==== PROVIDED ENTRIES ====
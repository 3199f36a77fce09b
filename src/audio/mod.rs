//! Alarm audio output
//!
//! The controller only talks to [`AudioSink`]. Backends decide what
//! "playing" means: ringing the terminal bell or running an external
//! player command.

pub mod bell;
pub mod command;
pub mod gate;

pub use bell::TerminalBell;
pub use command::CommandAlarm;
pub use gate::AudioGate;

/// Best-effort audio device. Implementations log failures instead of
/// returning them; a broken speaker never changes the timer phase.
pub trait AudioSink: Send {
    /// Start playback from the current position, repeating if `looped`
    fn play(&mut self, looped: bool);
    fn pause(&mut self);
    /// Move the playback position back to the start
    fn rewind(&mut self);
}

/// Choose the audio backend for an optional player command
pub fn backend_for(command: Option<&str>) -> Box<dyn AudioSink> {
    match command {
        Some(cmd) if !cmd.trim().is_empty() => Box::new(CommandAlarm::new(cmd)),
        _ => Box::new(TerminalBell::new()),
    }
}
====
Lines with the word "self": report how many there are in the entries, as a bare number.

3